Friday, May 04, 2007

Fission and Identity

Johnny-Dee quotes Swinburne's take on fission:
Reflection on this thought experiment shows that, however much we know about what has happened to my brain—we may know exactly what has happened to every atom in it—and to every other material part of me, we do not necessarily know what has happened to me. From that it follows that there must be more to me than the matter of which my body and brain are made, a further essential immaterial part whose continuing in existence makes the brain (and so the body) to which it is connected my brain (and body), and to this something I give the traditional name of ’soul’. I am my soul plus whatever brain (and body) it is connected to. Normally my soul goes where my brain goes, but in unusual circumstances (such as when my brain is split) it is uncertain where it goes.

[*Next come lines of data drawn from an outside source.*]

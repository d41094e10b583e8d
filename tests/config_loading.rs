//! Configuration resolution tests.
//!
//! Every test pins all CloudGuard environment variables so the developer's
//! own `~/.config/cloudguard` files and shell exports never leak in.

use std::fs;
use std::path::{Path, PathBuf};

use cloudguard::config::paths::{
    ENV_CLOUDGUARD_API_KEY, ENV_CLOUDGUARD_API_SECRET, ENV_CLOUDGUARD_CONFIG,
    ENV_CLOUDGUARD_CREDENTIALS, ENV_CLOUDGUARD_REGION,
};
use cloudguard::{CloudGuardError, Config, Credentials, ExposeSecret, Region};
use serial_test::serial;
use tempfile::TempDir;

/// Run `f` with the config/credentials paths pointing into `dir` and every
/// other CloudGuard variable unset unless overridden.
fn with_cloudguard_env<R>(
    dir: &Path,
    overrides: &[(&str, &str)],
    f: impl FnOnce() -> R,
) -> R {
    let config = dir.join("config").to_string_lossy().into_owned();
    let credentials = dir.join("credentials").to_string_lossy().into_owned();

    let vars: Vec<(&str, Option<String>)> = [
        (ENV_CLOUDGUARD_CONFIG, Some(config)),
        (ENV_CLOUDGUARD_CREDENTIALS, Some(credentials)),
        (ENV_CLOUDGUARD_API_KEY, None),
        (ENV_CLOUDGUARD_API_SECRET, None),
        (ENV_CLOUDGUARD_REGION, None),
    ]
    .into_iter()
    .map(|(name, default)| {
        let value = overrides
            .iter()
            .find(|(key, _)| *key == name)
            .map(|(_, value)| value.to_string());
        (name, value.or(default))
    })
    .collect();

    temp_env::with_vars(vars, f)
}

fn write_file(dir: &Path, name: &str, contents: &str) -> PathBuf {
    let path = dir.join(name);
    fs::write(&path, contents).unwrap();
    path
}

#[test]
#[serial]
fn test_load_from_env_only() {
    let dir = TempDir::new().unwrap();

    with_cloudguard_env(
        dir.path(),
        &[
            (ENV_CLOUDGUARD_API_KEY, "abc"),
            (ENV_CLOUDGUARD_API_SECRET, "xyz"),
            (ENV_CLOUDGUARD_REGION, "eu1"),
        ],
        || {
            let config = Config::load().unwrap();

            let api = config.credentials.api.as_ref().unwrap();
            assert_eq!(api.key, "abc");
            assert_eq!(api.secret().unwrap().expose_secret(), "xyz");

            let region = config.region().unwrap();
            assert_eq!(region.code(), "eu1");
            assert_eq!(region.api(), "https://api.eu1.dome9.com/");
        },
    );
}

#[test]
#[serial]
fn test_load_from_files_only() {
    let dir = TempDir::new().unwrap();
    write_file(dir.path(), "config", "[default]\nregion = ap2\n");
    write_file(
        dir.path(),
        "credentials",
        "[default]\napi_key = file-key\napi_secret = file-secret\n",
    );

    with_cloudguard_env(dir.path(), &[], || {
        let config = Config::load().unwrap();

        assert_eq!(config.region().unwrap().name(), "Australia");
        let api = config.credentials.api.as_ref().unwrap();
        assert_eq!(api.key, "file-key");
        assert_eq!(api.secret().unwrap().expose_secret(), "file-secret");
    });
}

#[test]
#[serial]
fn test_env_overrides_files() {
    let dir = TempDir::new().unwrap();
    write_file(dir.path(), "config", "[default]\nregion = us\n");
    write_file(
        dir.path(),
        "credentials",
        "[default]\napi_key = file-key\napi_secret = file-secret\n",
    );

    with_cloudguard_env(
        dir.path(),
        &[
            (ENV_CLOUDGUARD_API_KEY, "env-key"),
            (ENV_CLOUDGUARD_API_SECRET, "env-secret"),
            (ENV_CLOUDGUARD_REGION, "cace1"),
        ],
        || {
            let config = Config::load().unwrap();

            assert_eq!(config.region().unwrap().code(), "cace1");
            let api = config.credentials.api.as_ref().unwrap();
            assert_eq!(api.key, "env-key");
            assert_eq!(api.secret().unwrap().expose_secret(), "env-secret");
        },
    );
}

#[test]
#[serial]
fn test_explicit_assignment_overrides_env() {
    let dir = TempDir::new().unwrap();

    with_cloudguard_env(dir.path(), &[(ENV_CLOUDGUARD_REGION, "eu1")], || {
        let mut config = Config::load().unwrap();
        config.set_region("ap1").unwrap();
        assert_eq!(config.region().unwrap().name(), "Singapore");
    });
}

#[test]
#[serial]
fn test_env_key_without_secret() {
    let dir = TempDir::new().unwrap();

    with_cloudguard_env(dir.path(), &[(ENV_CLOUDGUARD_API_KEY, "abc")], || {
        let credentials = Credentials::load_from_env();
        let api = credentials.api.as_ref().unwrap();
        assert_eq!(api.key, "abc");
        assert!(api.secret().is_none());
    });
}

#[test]
#[serial]
fn test_env_secret_without_key_is_ignored() {
    let dir = TempDir::new().unwrap();

    with_cloudguard_env(dir.path(), &[(ENV_CLOUDGUARD_API_SECRET, "xyz")], || {
        assert!(Credentials::load_from_env().is_empty());
    });
}

#[test]
#[serial]
fn test_missing_files_are_not_fatal() {
    let dir = TempDir::new().unwrap();

    with_cloudguard_env(dir.path(), &[], || {
        let config = Config::load().unwrap();
        assert!(config.region().is_none());
        assert!(config.credentials.is_empty());
    });

    let missing = dir.path().join("does-not-exist");
    assert!(Config::load_from_file(Some(&missing))
        .unwrap()
        .region()
        .is_none());
    assert!(Credentials::load_from_file(Some(&missing))
        .unwrap()
        .is_empty());
}

#[test]
fn test_malformed_config_is_fatal() {
    let dir = TempDir::new().unwrap();
    let path = write_file(dir.path(), "config", "region = eu1\nnot an ini file\n");

    let err = Config::load_from_file(Some(&path)).unwrap_err();
    match err {
        CloudGuardError::ConfigParse { path: ref p, .. } => assert_eq!(p, &path),
        other => panic!("expected ConfigParse, got {other:?}"),
    }
}

#[test]
fn test_malformed_credentials_is_fatal() {
    let dir = TempDir::new().unwrap();
    let path = write_file(dir.path(), "credentials", "[default\napi_key = abc\n");

    let err = Credentials::load_from_file(Some(&path)).unwrap_err();
    assert!(matches!(err, CloudGuardError::ConfigParse { path: ref p, .. } if *p == path));
    assert!(err.to_string().contains(&*path.to_string_lossy()));
}

#[test]
#[serial]
fn test_malformed_file_propagates_through_load() {
    let dir = TempDir::new().unwrap();
    write_file(dir.path(), "config", "[default]\nregion\n");

    with_cloudguard_env(dir.path(), &[(ENV_CLOUDGUARD_REGION, "eu1")], || {
        assert!(matches!(
            Config::load(),
            Err(CloudGuardError::ConfigParse { .. })
        ));
    });
}

#[test]
#[serial]
fn test_unknown_region_in_env_propagates() {
    let dir = TempDir::new().unwrap();

    with_cloudguard_env(dir.path(), &[(ENV_CLOUDGUARD_REGION, "zz9")], || {
        match Config::load() {
            Err(CloudGuardError::UnknownRegion(region)) => assert_eq!(region, "zz9"),
            other => panic!("expected UnknownRegion, got {other:?}"),
        }
    });
}

#[test]
fn test_unknown_region_in_file_propagates() {
    let dir = TempDir::new().unwrap();
    let path = write_file(dir.path(), "config", "[default]\nregion = mars\n");

    assert!(matches!(
        Config::load_from_file(Some(&path)),
        Err(CloudGuardError::UnknownRegion(_))
    ));
}

#[test]
#[serial]
fn test_explicit_path_beats_env_override() {
    let dir = TempDir::new().unwrap();
    write_file(dir.path(), "config", "[default]\nregion = us\n");
    let explicit = write_file(dir.path(), "explicit", "[default]\nregion = ap3\n");

    with_cloudguard_env(dir.path(), &[], || {
        let from_env_path = Config::load_from_file(None).unwrap();
        assert_eq!(from_env_path.region().unwrap().code(), "us");

        let from_explicit = Config::load_from_file(Some(&explicit)).unwrap();
        assert_eq!(from_explicit.region().unwrap().code(), "ap3");
    });
}

#[cfg(unix)]
#[test]
#[serial]
fn test_non_unicode_env_region_is_ignored() {
    use std::ffi::OsStr;
    use std::os::unix::ffi::OsStrExt;

    let dir = TempDir::new().unwrap();
    write_file(dir.path(), "config", "[default]\nregion = ap1\n");

    with_cloudguard_env(dir.path(), &[], || {
        temp_env::with_var(
            ENV_CLOUDGUARD_REGION,
            Some(OsStr::from_bytes(b"eu\xff1")),
            || {
                let config = Config::load().unwrap();
                assert_eq!(config.region().unwrap().code(), "ap1");
            },
        );
    });
}

#[test]
fn test_commented_header_and_inherited_defaults() {
    let dir = TempDir::new().unwrap();
    let path = write_file(
        dir.path(),
        "credentials",
        "[DEFAULT]\napi_secret = shared-secret\n\n[default] ; work account\napi_key = abc\n",
    );

    let credentials = Credentials::load_from_file(Some(&path)).unwrap();
    let api = credentials.api.as_ref().unwrap();
    assert_eq!(api.key, "abc");
    assert_eq!(api.secret().unwrap().expose_secret(), "shared-secret");
}

#[test]
fn test_non_default_sections_are_ignored() {
    let dir = TempDir::new().unwrap();
    let path = write_file(
        dir.path(),
        "config",
        "[staging]\nregion = us\n\n[default]\nregion = eu1\n",
    );

    let config = Config::load_from_file(Some(&path)).unwrap();
    assert_eq!(config.region().unwrap().code(), "eu1");
}

#[test]
fn test_region_codes_round_trip() {
    let expected = [
        ("ap1", "https://api.ap1.dome9.com/"),
        ("ap2", "https://api.ap2.dome9.com/"),
        ("ap3", "https://api.ap3.dome9.com/"),
        ("cace1", "https://api.cace1.dome9.com/"),
        ("eu1", "https://api.eu1.dome9.com/"),
        ("us", "https://api.dome9.com/"),
    ];

    for (code, api) in expected {
        let mut config = Config::new();
        config.set_region(code).unwrap();

        let region = config.region().unwrap();
        assert_eq!(region.code(), code.to_lowercase());
        assert_eq!(region.api(), api);
        assert_eq!(Region::lookup(code).unwrap(), region);
    }
}

#[test]
fn test_config_display_never_shows_secret() {
    let dir = TempDir::new().unwrap();
    let path = write_file(
        dir.path(),
        "credentials",
        "[default]\napi_key = visible-key\napi_secret = hidden-secret\n",
    );

    let credentials = Credentials::load_from_file(Some(&path)).unwrap();
    let config = Config::new().with_credentials(credentials.clone());

    for text in [
        credentials.to_string(),
        format!("{credentials:?}"),
        config.to_string(),
        format!("{config:?}"),
    ] {
        assert!(text.contains("visible-key"));
        assert!(!text.contains("hidden-secret"));
    }
}
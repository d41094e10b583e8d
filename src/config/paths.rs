//! Environment variable names and default file locations.

use std::env;
use std::path::{Path, PathBuf};

use directories::BaseDirs;

/// Environment variable providing the CloudGuard API key.
pub const ENV_CLOUDGUARD_API_KEY: &str = "CLOUDGUARD_API_KEY";
/// Environment variable providing the CloudGuard API secret.
pub const ENV_CLOUDGUARD_API_SECRET: &str = "CLOUDGUARD_API_SECRET";
/// Environment variable overriding the configuration file path.
pub const ENV_CLOUDGUARD_CONFIG: &str = "CLOUDGUARD_CONFIG";
/// Environment variable overriding the credentials file path.
pub const ENV_CLOUDGUARD_CREDENTIALS: &str = "CLOUDGUARD_CREDENTIALS";
/// Environment variable selecting the CloudGuard region.
pub const ENV_CLOUDGUARD_REGION: &str = "CLOUDGUARD_REGION";

/// Base directory for user configuration, on every platform.
pub const ENV_XDG_CONFIG_HOME: &str = "XDG_CONFIG_HOME";

/// Name of the directory holding CloudGuard's configuration.
pub const CONFIG_DIR_NAME: &str = "cloudguard";

const CONFIG_FILE_NAME: &str = "config";
const CREDENTIALS_FILE_NAME: &str = "credentials";

/// XDG configuration home: an absolute `$XDG_CONFIG_HOME`, else
/// `~/.config`.
///
/// Applies on every platform, macOS and Windows included.
pub fn xdg_config_home() -> Option<PathBuf> {
    env::var_os(ENV_XDG_CONFIG_HOME)
        .map(PathBuf::from)
        .filter(|path| path.is_absolute())
        .or_else(|| BaseDirs::new().map(|dirs| dirs.home_dir().join(".config")))
}

/// Per-user CloudGuard configuration directory
/// (`$XDG_CONFIG_HOME/cloudguard`).
///
/// Returns `None` when no home directory can be determined.
pub fn config_dir() -> Option<PathBuf> {
    xdg_config_home().map(|dir| dir.join(CONFIG_DIR_NAME))
}

/// Default location of the configuration file.
pub fn default_config_path() -> Option<PathBuf> {
    config_dir().map(|dir| dir.join(CONFIG_FILE_NAME))
}

/// Default location of the credentials file, next to the configuration file.
pub fn default_credentials_path() -> Option<PathBuf> {
    config_dir().map(|dir| dir.join(CREDENTIALS_FILE_NAME))
}

/// Expand a leading `~` component to the user's home directory.
///
/// `~user` forms are left untouched.
pub fn expand_user(path: &Path) -> PathBuf {
    let Ok(rest) = path.strip_prefix("~") else {
        return path.to_path_buf();
    };

    match BaseDirs::new() {
        Some(dirs) if rest.as_os_str().is_empty() => dirs.home_dir().to_path_buf(),
        Some(dirs) => dirs.home_dir().join(rest),
        None => path.to_path_buf(),
    }
}

/// Read an environment variable as a string.
///
/// A value that is not valid Unicode is reported and treated as unset.
pub(crate) fn var(name: &str) -> Option<String> {
    let value = env::var_os(name)?;
    match value.into_string() {
        Ok(value) => Some(value),
        Err(raw) => {
            tracing::warn!(
                variable = name,
                value = ?raw,
                "ignoring non-Unicode environment variable"
            );
            None
        }
    }
}

/// Pick the effective path: explicit argument, then a non-empty environment
/// override, then the default.
pub(crate) fn resolve(
    explicit: Option<&Path>,
    env_var: &str,
    default: fn() -> Option<PathBuf>,
) -> Option<PathBuf> {
    explicit
        .map(Path::to_path_buf)
        .or_else(|| {
            env::var_os(env_var)
                .filter(|value| !value.is_empty())
                .map(PathBuf::from)
        })
        .or_else(default)
}
//! Core circuit structures for the qsim quantum device
//!
//! This crate defines the vocabulary the device and state crates share:
//! wire labelling, operations (gates, state preparations), observables
//! with their spectra, measurement requests, and executable tapes, plus
//! the small Hermitian linear algebra used for observable eigenvalues.

pub mod error;
pub mod linalg;
pub mod measurement;
pub mod observable;
pub mod operation;
pub mod wires;

pub use error::{CoreError, Result};
pub use measurement::{Measurement, MeasurementKind, Tape};
pub use observable::Observable;
pub use operation::Operation;
pub use wires::{WireLabel, Wires};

I prefer Parfit's solution, which is to deny that there is any further fact here to know. The physical and psychological facts exhaust the facts. Once those are all specified, there is nothing left to know about the world. It would seem strange to posit two possibilities, alike in every objective and subjective respect, yet somehow differing in virtue of the "identity facts". For what would those consist in, and how could we ever grasp them? Our commonsense concept of identity tracks a familiar kind of continuity, but we have no reason to think there's anything further underlying it.

16 comments:

  1. It seems to be that when your mind is split (into two), it thinks on two tracks (think if certain mental illnesses where the two sides of the brain cannot communicate properly). Which also happens to be the pretty intuitive way in which it would work - (how else could it possibly work?).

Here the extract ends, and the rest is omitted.